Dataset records
▼

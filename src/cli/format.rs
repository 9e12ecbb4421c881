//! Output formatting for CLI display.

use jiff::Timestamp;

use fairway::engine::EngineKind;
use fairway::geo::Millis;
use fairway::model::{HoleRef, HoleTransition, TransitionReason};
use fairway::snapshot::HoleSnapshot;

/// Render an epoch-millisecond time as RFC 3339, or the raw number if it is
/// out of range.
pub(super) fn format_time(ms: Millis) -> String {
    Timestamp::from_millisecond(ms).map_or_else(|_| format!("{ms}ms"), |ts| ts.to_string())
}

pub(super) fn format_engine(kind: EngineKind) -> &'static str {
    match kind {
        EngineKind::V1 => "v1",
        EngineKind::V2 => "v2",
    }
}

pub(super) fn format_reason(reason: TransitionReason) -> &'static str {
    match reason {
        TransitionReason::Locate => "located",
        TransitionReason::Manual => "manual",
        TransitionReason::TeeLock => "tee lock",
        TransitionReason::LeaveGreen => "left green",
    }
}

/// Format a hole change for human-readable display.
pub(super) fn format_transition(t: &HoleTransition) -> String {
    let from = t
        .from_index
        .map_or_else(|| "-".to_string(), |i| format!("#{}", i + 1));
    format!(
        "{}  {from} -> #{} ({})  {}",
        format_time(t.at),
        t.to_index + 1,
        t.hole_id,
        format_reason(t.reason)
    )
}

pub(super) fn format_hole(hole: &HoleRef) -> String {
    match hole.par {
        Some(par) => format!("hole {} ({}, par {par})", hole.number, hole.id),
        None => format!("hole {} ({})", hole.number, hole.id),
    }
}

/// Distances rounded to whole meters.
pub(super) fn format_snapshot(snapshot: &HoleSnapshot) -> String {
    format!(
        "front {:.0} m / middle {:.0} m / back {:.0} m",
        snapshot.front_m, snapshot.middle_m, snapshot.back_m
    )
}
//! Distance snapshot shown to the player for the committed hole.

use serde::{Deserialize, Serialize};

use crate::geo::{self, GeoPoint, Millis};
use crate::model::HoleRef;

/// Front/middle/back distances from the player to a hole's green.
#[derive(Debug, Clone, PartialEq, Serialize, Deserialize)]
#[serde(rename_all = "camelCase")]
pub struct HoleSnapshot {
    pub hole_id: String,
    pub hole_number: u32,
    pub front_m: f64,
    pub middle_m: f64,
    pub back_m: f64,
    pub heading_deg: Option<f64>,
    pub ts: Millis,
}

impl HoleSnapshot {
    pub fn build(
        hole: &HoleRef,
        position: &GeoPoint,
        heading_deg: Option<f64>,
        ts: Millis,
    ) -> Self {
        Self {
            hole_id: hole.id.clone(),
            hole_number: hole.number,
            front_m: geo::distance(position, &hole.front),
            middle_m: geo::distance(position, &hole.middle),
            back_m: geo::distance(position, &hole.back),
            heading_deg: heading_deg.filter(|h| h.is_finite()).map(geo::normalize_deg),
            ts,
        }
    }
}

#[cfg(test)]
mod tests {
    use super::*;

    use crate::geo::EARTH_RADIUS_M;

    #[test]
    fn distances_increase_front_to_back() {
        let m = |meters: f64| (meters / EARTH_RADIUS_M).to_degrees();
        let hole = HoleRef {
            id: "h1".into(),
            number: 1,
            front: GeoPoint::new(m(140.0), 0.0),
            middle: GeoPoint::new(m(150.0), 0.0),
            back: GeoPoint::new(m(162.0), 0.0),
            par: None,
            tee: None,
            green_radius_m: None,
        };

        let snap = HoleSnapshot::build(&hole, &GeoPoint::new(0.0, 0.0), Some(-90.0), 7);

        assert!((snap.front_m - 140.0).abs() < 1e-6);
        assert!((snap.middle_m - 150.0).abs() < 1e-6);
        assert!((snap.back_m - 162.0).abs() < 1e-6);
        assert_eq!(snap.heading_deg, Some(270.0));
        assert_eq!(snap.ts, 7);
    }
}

▲

Problem
Search the entries above for the word "HoleRef" and count the lines that hold it. Reply with only that number.

Exercise output
5